Tiba-tiba angin yang sangat kencang datang entah darimana. Semua yang ada di ruangan itu berterbangan tak tentu arah. Sei terlonjak dari tempat tidurnya. Tanpa ia sadari Nut Ahun Ra terlempar ke kolong ranjangnya. Sei terpana menyaksikan asap yang keluar dari bawah tempat tidur. Gumpalan asap putih itu membumbung ke langit-langit kamarnya,kemudian terbelah menjadi dua. Setelah memisahkan diri,salah satu kumpulan asap itu terhembus ke luar jendela dan meninggalkan kumpulan asap putih yang lain. Kini asap putih yang masih tersisa bergelung menjadi satu disudut kamar lalu lenyap entah kemana dan menyisakkan seonggok tubuh telanjang.

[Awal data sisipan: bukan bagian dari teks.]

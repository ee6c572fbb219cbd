//! # View Layer
//!
//! Pure functions of [`LookupState`](crate::lookup::models::LookupState):
//! a full-screen terminal renderer and plain-text card formatting.

pub mod cards;
pub mod terminal_renderer;

pub use cards::{body_lines, format_card, format_outcome, summary_line, StyledLine};
pub use terminal_renderer::{TerminalRenderer, ViewRenderer};
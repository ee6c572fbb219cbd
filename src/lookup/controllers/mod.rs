//! # Controllers Module
//!
//! The lookup state machine and the application loop that drives it.

pub mod app_controller;
pub mod lookup_controller;

// Re-export main types for convenience
pub use app_controller::AppController;
pub use lookup_controller::{
    classify, LookupCompletion, LookupController, LookupOutcome, CONNECTIVITY_ERROR_MESSAGE,
    INVALID_PINCODE_MESSAGE,
};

Sei berjalan mengamati setiap jengkal kamarnya yang luar bisa menjadi berantakan karena peristiwa barusan. Ia mengedarkan pandangan ke segala penjuru kamar. Ia masih terlihat shock. Pandangannya terhenti pada sosok telanjang disudut kamar yang mulai bergerak menunjukkan tanda-tanda kehidupan. Mata Sei membulat ketika sosok itu menengadahkan kepala,memamerkan Irish Biru-nya yang sangat indah dan wajahnya yang jelita bak seorang Bidadari. Cantik sekali batin Sei. Sosok itu kembali bergerak,ia berdiri. Mulut Sei ternganga melihat daerah sensitif sosok tadi. Sei telah tertipu dengan keindahan sang bidadara.
“Siapa kamu?” tanya Sei memecah kesunyian.

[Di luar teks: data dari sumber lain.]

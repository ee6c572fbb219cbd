//! # Pincode Directory Service
//!
//! Issues lookups against the postal directory and decodes its envelopes.

use crate::config::LookupProfile;
use crate::lookup::models::LookupResponse;
use anyhow::Result;
use std::future::Future;
use thiserror::Error;

/// Why a lookup never produced envelopes
#[derive(Debug, Error)]
pub enum LookupError {
    /// Connection, TLS or protocol failure
    #[error("failed to fetch: {0}")]
    Transport(#[from] reqwest::Error),
    /// Directory answered with a non-success HTTP status
    #[error("failed to fetch: HTTP {0}")]
    Status(u16),
    /// Directory answered with something that is not JSON
    #[error("failed to fetch: response is not JSON: {0}")]
    Decode(#[from] serde_json::Error),
}

/// Source of pincode envelopes
///
/// The controller spawns lookups onto the runtime, so implementations must
/// be shareable across tasks.
pub trait PincodeDirectory: Send + Sync + 'static {
    /// Look up a 6-digit code. The caller guarantees the code is complete.
    fn lookup(
        &self,
        code: &str,
    ) -> impl Future<Output = Result<Vec<LookupResponse>, LookupError>> + Send;
}

/// Directory backed by the public postal pincode REST API
#[derive(Debug, Clone)]
pub struct HttpPincodeDirectory {
    client: reqwest::Client,
    base_url: String,
}

impl HttpPincodeDirectory {
    /// Create a directory client from a profile
    pub fn new(profile: &LookupProfile) -> Result<Self> {
        tracing::debug!("Creating HttpPincodeDirectory for {}", profile.base_url);

        let mut builder = reqwest::Client::builder();
        if let Some(user_agent) = &profile.user_agent {
            builder = builder.user_agent(user_agent.clone());
        } else {
            builder = builder.user_agent(concat!(
                env!("CARGO_PKG_NAME"),
                "/",
                env!("CARGO_PKG_VERSION")
            ));
        }
        let client = builder.build()?;

        Ok(Self {
            client,
            base_url: profile.base_url.trim_end_matches('/').to_string(),
        })
    }

    pub fn base_url(&self) -> &str {
        &self.base_url
    }

    /// URL of the lookup endpoint for `code`
    pub fn lookup_url(&self, code: &str) -> String {
        format!("{}/pincode/{}", self.base_url, code)
    }
}

impl PincodeDirectory for HttpPincodeDirectory {
    async fn lookup(&self, code: &str) -> Result<Vec<LookupResponse>, LookupError> {
        let url = self.lookup_url(code);
        tracing::debug!("GET {url}");

        let response = self.client.get(&url).send().await?;
        let status = response.status();
        if !status.is_success() {
            tracing::warn!("Directory answered {} for {}", status.as_u16(), code);
            return Err(LookupError::Status(status.as_u16()));
        }

        let body = response.text().await?;
        let value: serde_json::Value = serde_json::from_str(&body)?;
        let envelopes = LookupResponse::decode_all(value);
        tracing::info!("Lookup for {} returned {} envelope(s)", code, envelopes.len());
        Ok(envelopes)
    }
}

Sang bidadara memicingkan telinga lalu bergetar ketakutan menutupi tubuh dengan kedua tangan pucatnya,“Ini dimana?Si-siapa anda?”ucapnya ketakutan.

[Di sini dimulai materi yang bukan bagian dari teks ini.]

//! spheregcm CLI - toy general-circulation model on a sphere.
//!
//! Runs the model for a number of epochs and writes the per-epoch grids as
//! JSON for plotting.

use clap::{Args, Parser, Subcommand};
use std::path::{Path, PathBuf};
use std::time::Instant;
use tracing::Level;
use tracing_subscriber::FmtSubscriber;

use spheregcm::atmosphere::{ModelConfig, RegularGrid};
use spheregcm::export::write_snapshots_json;
use spheregcm::geometry::fibonacci_sphere;
use spheregcm::simulation::Simulation;

/// Toy general-circulation model on a Fibonacci-sampled sphere.
#[derive(Parser)]
#[command(name = "spheregcm")]
#[command(author, version, about, long_about = None)]
struct Cli {
    /// Log level (trace, debug, info, warn, error).
    #[arg(short, long, default_value = "info", global = true)]
    log_level: String,

    #[command(subcommand)]
    command: Commands,
}

#[derive(Subcommand)]
enum Commands {
    /// Run the simulation and export snapshots.
    Run {
        /// Number of epochs (timesteps) to simulate.
        #[arg(short, long, default_value = "80")]
        epochs: usize,

        /// Where to write the snapshot JSON.
        #[arg(short, long, default_value = "./output/snapshots.json")]
        output: PathBuf,

        #[command(flatten)]
        model: ModelArgs,
    },
    /// Print the sampling and grid layout for a configuration.
    Info {
        #[command(flatten)]
        model: ModelArgs,
    },
}

/// Overrides applied on top of the defaults or a `--config` file.
#[derive(Args)]
struct ModelArgs {
    /// JSON file with `planet` and `simulation` sections.
    #[arg(short, long)]
    config: Option<PathBuf>,

    /// Sample points requested before polar exclusion.
    #[arg(short, long)]
    points: Option<usize>,

    /// Output grid resolution (colatitude rows).
    #[arg(short, long)]
    resolution: Option<usize>,

    /// Timestep in seconds.
    #[arg(long)]
    timestep: Option<f64>,

    /// Day length in seconds.
    #[arg(long)]
    day_length: Option<f64>,

    /// Spline smoothing factor.
    #[arg(long)]
    smoothing: Option<f64>,

    /// Solar constant in W/m².
    #[arg(long)]
    solar: Option<f64>,

    /// Planetary albedo (0-1).
    #[arg(long)]
    albedo: Option<f64>,
}

impl ModelArgs {
    fn resolve(&self) -> ModelConfig {
        let mut model = match &self.config {
            Some(path) => load_config(path),
            None => ModelConfig::default(),
        };

        let sim = &mut model.simulation;
        if let Some(points) = self.points {
            sim.point_count = points;
        }
        if let Some(resolution) = self.resolution {
            sim.grid_resolution = resolution;
        }
        if let Some(timestep) = self.timestep {
            sim.timestep = timestep;
        }
        if let Some(day_length) = self.day_length {
            sim.day_length = day_length;
        }
        if let Some(smoothing) = self.smoothing {
            sim.smoothing = smoothing;
        }
        if let Some(solar) = self.solar {
            model.planet.solar_constant = solar;
        }
        if let Some(albedo) = self.albedo {
            model.planet.albedo = albedo;
        }

        if let Err(e) = model.validate() {
            eprintln!("Error: {}", e);
            std::process::exit(1);
        }
        model
    }
}

fn load_config(path: &Path) -> ModelConfig {
    let text = std::fs::read_to_string(path).unwrap_or_else(|e| {
        eprintln!("Error reading config {}: {}", path.display(), e);
        std::process::exit(1);
    });
    serde_json::from_str(&text).unwrap_or_else(|e| {
        eprintln!("Error parsing config {}: {}", path.display(), e);
        std::process::exit(1);
    })
}

fn main() {
    let cli = Cli::parse();

    let level = match cli.log_level.to_lowercase().as_str() {
        "trace" => Level::TRACE,
        "debug" => Level::DEBUG,
        "info" => Level::INFO,
        "warn" => Level::WARN,
        "error" => Level::ERROR,
        _ => Level::INFO,
    };
    let subscriber = FmtSubscriber::builder()
        .with_max_level(level)
        .with_target(false)
        .finish();
    if let Err(e) = tracing::subscriber::set_global_default(subscriber) {
        eprintln!("Error installing logger: {}", e);
        std::process::exit(1);
    }

    match cli.command {
        Commands::Run { epochs, output, model } => run_model(epochs, &output, &model.resolve()),
        Commands::Info { model } => run_info(&model.resolve()),
    }
}

fn run_model(epochs: usize, output: &Path, model: &ModelConfig) {
    let planet = &model.planet;
    let sim = &model.simulation;

    println!("spheregcm - Toy General-Circulation Model");
    println!("=========================================");
    println!("Points requested: {}", sim.point_count);
    println!("Grid: {}x{}", sim.grid_resolution, 2 * sim.grid_resolution);
    println!("Timestep: {} s ({} steps/day)", sim.timestep, sim.steps_per_day());
    println!("Solar constant: {} W/m², albedo {}", planet.solar_constant, planet.albedo);
    println!("Epochs: {}", epochs);
    println!("Output: {}", output.display());

    println!("\nFitting initial state...");
    let start = Instant::now();
    let mut simulation = Simulation::new(planet, sim).unwrap_or_else(|e| {
        eprintln!("Error: {}", e);
        std::process::exit(1);
    });
    println!(
        "  {} sample points, mean temperature {:.2} K",
        simulation.state().samples().len(),
        simulation.state().mean_temperature()
    );

    println!("\nRunning simulation...");
    let report_every = (epochs / 10).max(1);
    let mut snapshots = Vec::with_capacity(epochs);
    let result = simulation.run_with_callback(epochs, |snapshot| {
        let done = snapshot.epoch_index + 1;
        if done % report_every == 0 || done == epochs {
            let (t_min, t_max) = snapshot.temperature.range().unwrap_or((f64::NAN, f64::NAN));
            println!(
                "  [{}/{}] {}  T grid [{:.1}, {:.1}] K",
                done, epochs, snapshot.time_label, t_min, t_max
            );
        }
        snapshots.push(snapshot.clone());
    });
    if let Err(e) = result {
        eprintln!("Error during simulation: {}", e);
        std::process::exit(1);
    }

    let sim_time = start.elapsed();
    println!("Simulation completed in {:.2?}", sim_time);

    println!("\nExporting snapshots...");
    let export_start = Instant::now();
    write_snapshots_json(output, &snapshots).unwrap_or_else(|e| {
        eprintln!("Error exporting snapshots: {}", e);
        std::process::exit(1);
    });
    println!("  Wrote {} snapshots to {}", snapshots.len(), output.display());
    println!("Export completed in {:.2?}", export_start.elapsed());

    println!("\nTotal time: {:.2?}", start.elapsed());
    println!("Done!");
}

fn run_info(model: &ModelConfig) {
    let sim = &model.simulation;
    let kept = fibonacci_sphere(sim.point_count).len();
    let grid = RegularGrid::new(sim.grid_resolution).unwrap_or_else(|e| {
        eprintln!("Error: {}", e);
        std::process::exit(1);
    });
    let (rows, cols) = grid.shape();

    println!("spheregcm - Configuration Info");
    println!("==============================");
    println!();
    println!("Sampling:");
    println!("  Requested points: {:>8}", sim.point_count);
    println!("  After polar caps: {:>8}", kept);
    println!("  Dropped:          {:>8}", sim.point_count - kept);
    println!();
    println!("Output grid:");
    println!("  Shape:            {:>4} x {}", rows, cols);
    println!("  Nodes:            {:>8}", rows * cols);
    println!();
    println!("Time:");
    println!("  Timestep:         {:>8} s", sim.timestep);
    println!("  Day length:       {:>8} s", sim.day_length);
    println!("  Steps per day:    {:>8}", sim.steps_per_day());
    println!("  Year length:      {:>8.1} days", sim.year_length() / sim.day_length);
    println!();
    println!("Planet:");
    println!("  Radius:           {:>8.3e} m", model.planet.radius);
    println!("  Heat capacity:    {:>8.3e} J/(m²·K)", model.planet.heat_capacity);
    println!("  Albedo:           {:>8}", model.planet.albedo);
    println!("  Solar constant:   {:>8} W/m²", model.planet.solar_constant);
}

“Ini dirumahku, Aku Sei. Siapa namamu?”
“Niel.. namaku Niel.”
***
Niel,masih ingat dia?pemuda tuna netra yang memiliki kecantikan Sang Mahadewi. Entah bagaimana caranya ia bisa kembali hidup dimasa dua ribu tahun setelah kematiannya. Ia sendiri juga tidak tahu menahu tentang penyebab ini semua. Di lain pihak Sei berusaha mencari Nut Ahun Ra dikamarnya,mungkin dengan ditemukannya buku sakral itu dapat menjawab pertanyaan-pertanyaannya tentang kejadian tak masuk akal ini. Sekarang malam telah larut. Dan Sei telah berhenti mencari Nut Ahun Ra ber jam-jam yang lalu,ia kelelahan sementara buku itu tidak juga ditemukan. Akhirnya Sei lebih memilih mendengarkan Niel menjelaskan asal-usulnya, meskipun hanya dijawab anggukan atau gumaman ber-Oh ria dari pemuda dihadapannya itu. Niel menceritakan kejadian dimasa lalunya dan lain hal. Sei mengijinkan Niel tinggal dirumahnya sampai semua kembali seperti semula. Bahkan ia meminjamkan Niel beberapa pakaiannya meskipun sedikit kebesaran ditubuh Niel.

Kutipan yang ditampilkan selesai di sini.